I refer you to the mentioned 900 page thread on Jasmin Laurie last time around, as well as the 700 page one on Penny Ormond.


----------



## weltweit (Jan 25, 2011)

Random said:


> The whole point - that Osmond herself makes in teh article - is that she networks with the rich and the powerful, because of her class privilage.


 
I think her writing is quite misleading and, as shown already, quite contradictory. 

She networks with people because she puts herself out there to meet people, actively. 
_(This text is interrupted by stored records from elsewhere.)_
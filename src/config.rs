//! Application configuration module
//!
//! Handles loading and validating configuration from environment variables.

use crate::integrations::artifactory::{ArtifactoryConfig, DEFAULT_REPOSITORY};
use crate::integrations::jenkins::{JenkinsConfig, DEFAULT_POLL_INTERVAL};
use crate::integrations::worker::DEFAULT_WORKER_TIMEOUT;
use serde::Deserialize;
use std::net::Ipv4Addr;
use std::path::PathBuf;
use std::time::Duration;
use thiserror::Error;

#[derive(Error, Debug)]
pub enum ConfigError {
    #[error("Missing required environment variable: {0}")]
    MissingVar(String),

    #[error("Invalid configuration value: {0}")]
    InvalidValue(String),
}

/// Server configuration
#[derive(Debug, Clone, Deserialize)]
pub struct ServerConfig {
    pub host: Ipv4Addr,
    pub port: u16,
}

impl Default for ServerConfig {
    fn default() -> Self {
        Self {
            host: Ipv4Addr::new(0, 0, 0, 0),
            port: 3000,
        }
    }
}

/// Where approvals, audit entries and deployment history are kept
#[derive(Debug, Clone)]
pub struct StoreConfig {
    pub path: PathBuf,
    pub audit_enabled: bool,
    pub summary_cap: usize,
}

impl Default for StoreConfig {
    fn default() -> Self {
        Self {
            path: PathBuf::from("./context_store"),
            audit_enabled: true,
            summary_cap: crate::audit::DEFAULT_SUMMARY_CAP,
        }
    }
}

/// Governance knobs
#[derive(Debug, Clone)]
pub struct GovernanceConfig {
    /// Identities allowed to give the second prod approval; empty means anyone
    pub prod_approvers: Vec<String>,
    pub build_timeout: Duration,
}

impl Default for GovernanceConfig {
    fn default() -> Self {
        Self {
            prod_approvers: Vec::new(),
            build_timeout: crate::pipeline::orchestrator::DEFAULT_BUILD_TIMEOUT,
        }
    }
}

#[derive(Debug, Clone)]
pub struct WorkerConfig {
    pub url: String,
    pub timeout: Duration,
}

/// CORS configuration
#[derive(Debug, Clone, Deserialize)]
pub struct CorsConfig {
    pub allowed_origins: Vec<String>,
}

impl Default for CorsConfig {
    fn default() -> Self {
        Self {
            allowed_origins: vec!["http://localhost:3001".to_string()],
        }
    }
}

/// Complete application settings
#[derive(Debug, Clone, Default)]
pub struct Settings {
    pub server: ServerConfig,
    pub store: StoreConfig,
    pub governance: GovernanceConfig,
    pub worker: Option<WorkerConfig>,
    pub jenkins: Option<JenkinsConfig>,
    pub artifactory: Option<ArtifactoryConfig>,
    pub cors: CorsConfig,
}

impl Settings {
    /// Load settings from environment variables
    pub fn load() -> Result<Self, ConfigError> {
        // Load .env file if it exists (ignore errors if file not found)
        let _ = dotenvy::dotenv();
        Self::from_lookup(|key| std::env::var(key).ok())
    }

    /// Build settings from any key lookup, unset keys falling back to defaults
    pub fn from_lookup<F>(lookup: F) -> Result<Self, ConfigError>
    where
        F: Fn(&str) -> Option<String>,
    {
        let var = |key: &str| lookup(key).map(|v| v.trim().to_string()).filter(|v| !v.is_empty());

        let server = ServerConfig {
            host: var("HOST")
                .and_then(|h| h.parse().ok())
                .unwrap_or_else(|| ServerConfig::default().host),
            port: var("PORT")
                .and_then(|p| p.parse().ok())
                .unwrap_or_else(|| ServerConfig::default().port),
        };

        let store = StoreConfig {
            path: var("CHANGEGATE_STORE_PATH")
                .map(PathBuf::from)
                .unwrap_or_else(|| StoreConfig::default().path),
            audit_enabled: match var("CHANGEGATE_AUDIT_ENABLED") {
                Some(v) => parse_bool("CHANGEGATE_AUDIT_ENABLED", &v)?,
                None => true,
            },
            summary_cap: parse_or("CHANGEGATE_SUMMARY_CAP", var("CHANGEGATE_SUMMARY_CAP"), StoreConfig::default().summary_cap)?,
        };

        let governance = GovernanceConfig {
            prod_approvers: var("CHANGEGATE_PROD_APPROVERS")
                .map(|s| split_list(&s))
                .unwrap_or_default(),
            build_timeout: seconds_or("JENKINS_TIMEOUT", var("JENKINS_TIMEOUT"), GovernanceConfig::default().build_timeout)?,
        };

        let worker = match var("CHANGEGATE_WORKER_URL") {
            Some(url) => Some(WorkerConfig {
                url: validate_url("CHANGEGATE_WORKER_URL", &url)?,
                timeout: seconds_or("CHANGEGATE_WORKER_TIMEOUT", var("CHANGEGATE_WORKER_TIMEOUT"), DEFAULT_WORKER_TIMEOUT)?,
            }),
            None => None,
        };

        let jenkins = match var("JENKINS_URL") {
            Some(url) => Some(JenkinsConfig {
                url: validate_url("JENKINS_URL", &url)?,
                username: var("JENKINS_USERNAME").ok_or_else(|| ConfigError::MissingVar("JENKINS_USERNAME".to_string()))?,
                api_token: var("JENKINS_API_TOKEN").ok_or_else(|| ConfigError::MissingVar("JENKINS_API_TOKEN".to_string()))?,
                poll_interval: seconds_or("JENKINS_POLL_INTERVAL", var("JENKINS_POLL_INTERVAL"), DEFAULT_POLL_INTERVAL)?,
            }),
            None => None,
        };

        let artifactory = match var("ARTIFACTORY_URL") {
            Some(url) => Some(ArtifactoryConfig {
                url: validate_url("ARTIFACTORY_URL", &url)?,
                username: var("ARTIFACTORY_USERNAME").unwrap_or_default(),
                api_key: var("ARTIFACTORY_API_KEY").unwrap_or_default(),
                repository: var("ARTIFACTORY_REPOSITORY").unwrap_or_else(|| DEFAULT_REPOSITORY.to_string()),
                timeout: seconds_or("ARTIFACTORY_TIMEOUT", var("ARTIFACTORY_TIMEOUT"), Duration::from_secs(120))?,
            }),
            None => None,
        };

        let cors = CorsConfig {
            allowed_origins: var("ALLOWED_ORIGINS")
                .map(|s| split_list(&s))
                .unwrap_or_else(|| CorsConfig::default().allowed_origins),
        };

        Ok(Self {
            server,
            store,
            governance,
            worker,
            jenkins,
            artifactory,
            cors,
        })
    }
}

fn split_list(value: &str) -> Vec<String> {
    value
        .split(',')
        .map(|s| s.trim().to_string())
        .filter(|s| !s.is_empty())
        .collect()
}

fn validate_url(key: &str, value: &str) -> Result<String, ConfigError> {
    match url::Url::parse(value) {
        Ok(parsed) if matches!(parsed.scheme(), "http" | "https") => Ok(value.trim_end_matches('/').to_string()),
        Ok(parsed) => Err(ConfigError::InvalidValue(format!(
            "{} must be an http(s) URL, got scheme '{}'",
            key,
            parsed.scheme()
        ))),
        Err(e) => Err(ConfigError::InvalidValue(format!("{} is not a valid URL: {}", key, e))),
    }
}

fn parse_bool(key: &str, value: &str) -> Result<bool, ConfigError> {
    match value.to_lowercase().as_str() {
        "1" | "true" | "yes" | "on" => Ok(true),
        "0" | "false" | "no" | "off" => Ok(false),
        other => Err(ConfigError::InvalidValue(format!("{} must be a boolean, got '{}'", key, other))),
    }
}

fn parse_or<T: std::str::FromStr>(key: &str, value: Option<String>, default: T) -> Result<T, ConfigError> {
    match value {
        Some(v) => v
            .parse()
            .map_err(|_| ConfigError::InvalidValue(format!("{} has an invalid value '{}'", key, v))),
        None => Ok(default),
    }
}

fn seconds_or(key: &str, value: Option<String>, default: Duration) -> Result<Duration, ConfigError> {
    match value {
        Some(v) => parse_or::<u64>(key, Some(v), 0).map(Duration::from_secs),
        None => Ok(default),
    }
}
There are plenty of people from priviliged backgrounds who don't or can't do that, just as there are plenty of folks from less middle class backgounds who don't or can't.


----------



## LLETSA (Jan 25, 2011)

killer b said:


> You have two TVs?





Three if you count the one we never use.


----------



## butchersapron (Jan 25, 2011)

LLETSA said:


> I refer you to the mentioned 900 page thread on Jasmin Laurie last time around, as well as the 700 page one on Penny Ormond.


 
No you don't.


----------



## LLETSA (Jan 25, 2011)

butchersapron said:


> No you don't.





About 650 of those pages were your own work, weren't they?


----------



## killer b (Jan 25, 2011)

LLETSA said:


> Three if you count the one we never use.


 
And yet you remain so enlightened. What's the secret?


----------



## ViolentPanda (Jan 25, 2011)

Random said:


> 'The hypodermic syringe model' it's called in sociology iirc.


 
AKA "inoculation theory".


----------



## Captain Hurrah (Jan 25, 2011)

weltweit said:


> She networks with people because she puts herself out there to meet people, actively.



They probably thinks she's a bit of a knob, but her background allows her to be tolerated as a knob among those sort of people.  We'd just be plain knobs to them.


----------



## LLETSA (Jan 25, 2011)

killer b said:


> And yet you remain so enlightened. What's the secret?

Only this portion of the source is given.